Certainly, some dispensaries cannot help because they are paying large legal bills to fend off the federal government. But like growers, dispensary operators know that broader legalization could lower prices and bring more competitors into their business.

Of the four possible initiatives, the one apparently with the most vocal support within the movement is the Repeal Cannabis Prohibition Act, written by defense attorneys who specialize in marijuana cases. The measure would repeal state criminal statutes on marijuana possession, except those for driving while impaired or selling to minors. The state Department of Health would have 180 days to enact regulations before commercial sales became legal.

Libertarian activists came up with Regulate Marijuana Like Wine, which would have the department of Alcoholic Beverage Control oversee marijuana sales, same as beer and wine. Backers commissioned a poll they say found that 62% of Californians would support the measure. But time is against them. They filed early, so their deadline for signatures is March 20. So far, they have collected only about 50,000.

A third proposal comes from the Reefer Raiders, friends and disciples of the late pot guru and author Jack Herer, who have filed pot initiatives in one form or another since 1980. Led by a wild-bearded Bert “Buddy” Duzy, the California Cannabis Hemp & Health Initiative would legalize “cannabis hemp” for industrial, medicinal, nutritional and “euphoric” use.

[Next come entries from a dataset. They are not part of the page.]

use actix_middleware::{compat, compat::LegacyUserField, JwtAuth, UserId};
use actix_web::{cookie::Cookie, http::StatusCode, test, web, App, HttpResponse};
use chrono::Duration;
use serde::Deserialize;
use uuid::Uuid;

const SECRET: &str = "integration-secret";

async fn whoami(user: UserId) -> HttpResponse {
    HttpResponse::Ok().body(user.0.to_string())
}

#[derive(Deserialize)]
struct LegacyCartPayload {
    item_id: String,
    #[serde(default)]
    user_id: Option<String>,
}

impl LegacyUserField for LegacyCartPayload {
    fn set_user_id(&mut self, user_id: String) {
        self.user_id = Some(user_id);
    }
}

async fn legacy_cart(user: UserId, payload: web::Json<LegacyCartPayload>) -> HttpResponse {
    let mut payload = payload.into_inner();
    compat::inject_user_id(user, &mut payload);
    HttpResponse::Ok().body(format!(
        "{}:{}",
        payload.item_id,
        payload.user_id.unwrap_or_default()
    ))
}

macro_rules! protected_app {
    () => {
        test::init_service(
            App::new()
                .service(
                    web::resource("/me")
                        .wrap(JwtAuth::new(SECRET))
                        .route(web::get().to(whoami)),
                )
                .service(
                    web::resource("/cart")
                        .wrap(JwtAuth::new(SECRET))
                        .route(web::post().to(legacy_cart)),
                ),
        )
        .await
    };
}

#[actix_web::test]
async fn missing_credential_is_rejected() {
    let app = protected_app!();

    let req = test::TestRequest::get().uri("/me").to_request();
    let resp = test::call_service(&app, req).await;
    assert_eq!(resp.status(), StatusCode::UNAUTHORIZED);

    let body = String::from_utf8(test::read_body(resp).await.to_vec()).unwrap();
    assert!(body.contains("\"success\":false"));
    assert!(body.contains("no token provided"));
}

#[actix_web::test]
async fn all_three_transports_yield_the_same_subject() {
    let app = protected_app!();
    let subject = Uuid::new_v4();
    let token = auth_core::issue_token(subject, SECRET, Duration::hours(1)).unwrap();

    let via_cookie = test::TestRequest::get()
        .uri("/me")
        .cookie(Cookie::new("jwt", token.clone()))
        .to_request();
    let via_bearer = test::TestRequest::get()
        .uri("/me")
        .insert_header(("Authorization", format!("Bearer {}", token)))
        .to_request();
    let via_legacy = test::TestRequest::get()
        .uri("/me")
        .insert_header(("token", token.clone()))
        .to_request();

    for req in [via_cookie, via_bearer, via_legacy] {
        let body = test::call_and_read_body(&app, req).await;
        assert_eq!(body, subject.to_string().as_bytes());
    }
}

#[actix_web::test]
async fn cookie_takes_precedence_over_headers() {
    let app = protected_app!();
    let cookie_subject = Uuid::new_v4();
    let header_subject = Uuid::new_v4();
    let cookie_token = auth_core::issue_token(cookie_subject, SECRET, Duration::hours(1)).unwrap();
    let header_token = auth_core::issue_token(header_subject, SECRET, Duration::hours(1)).unwrap();

    let req = test::TestRequest::get()
        .uri("/me")
        .cookie(Cookie::new("jwt", cookie_token))
        .insert_header(("Authorization", format!("Bearer {}", header_token)))
        .to_request();

    let body = test::call_and_read_body(&app, req).await;
    assert_eq!(body, cookie_subject.to_string().as_bytes());
}

#[actix_web::test]
async fn expired_and_invalid_credentials_are_distinguishable() {
    let app = protected_app!();

    let expired = auth_core::issue_token(Uuid::new_v4(), SECRET, Duration::hours(-2)).unwrap();
    let req = test::TestRequest::get()
        .uri("/me")
        .insert_header(("Authorization", format!("Bearer {}", expired)))
        .to_request();
    let resp = test::call_service(&app, req).await;
    assert_eq!(resp.status(), StatusCode::UNAUTHORIZED);
    let body = String::from_utf8(test::read_body(resp).await.to_vec()).unwrap();
    assert!(body.contains("expired"));

    let req = test::TestRequest::get()
        .uri("/me")
        .insert_header(("Authorization", "Bearer not.a.token"))
        .to_request();
    let resp = test::call_service(&app, req).await;
    assert_eq!(resp.status(), StatusCode::UNAUTHORIZED);
    let body = String::from_utf8(test::read_body(resp).await.to_vec()).unwrap();
    assert!(body.contains("Invalid token"));
    assert!(!body.contains("expired"));
}

#[actix_web::test]
async fn tampered_credential_is_rejected() {
    let app = protected_app!();
    let token = auth_core::issue_token(Uuid::new_v4(), "some-other-secret", Duration::hours(1))
        .unwrap();

    let req = test::TestRequest::get()
        .uri("/me")
        .cookie(Cookie::new("jwt", token))
        .to_request();
    let resp = test::call_service(&app, req).await;
    assert_eq!(resp.status(), StatusCode::UNAUTHORIZED);
}

#[actix_web::test]
async fn legacy_shim_injects_the_verified_subject() {
    let app = protected_app!();
    let subject = Uuid::new_v4();
    let token = auth_core::issue_token(subject, SECRET, Duration::hours(1)).unwrap();

    // Client-supplied user_id must be overridden by the verified identity
    let req = test::TestRequest::post()
        .uri("/cart")
        .insert_header(("Authorization", format!("Bearer {}", token)))
        .set_json(serde_json::json!({
            "item_id": "espresso",
            "user_id": "someone-else",
        }))
        .to_request();

    let body = test::call_and_read_body(&app, req).await;
    assert_eq!(body, format!("espresso:{}", subject).as_bytes());
}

The fourth idea comes from more staid groups: Americans for Safe Access, United Food and Commercial Workers Local 5 and the state chapter of the National Organization to Reform Marijuana Laws (NORML). They are pushing the Medical Marijuana Regulation, Control and Taxation Act, which would give more legitimacy to medical marijuana by adding state oversight and controls that the Legislature has been unable to enact.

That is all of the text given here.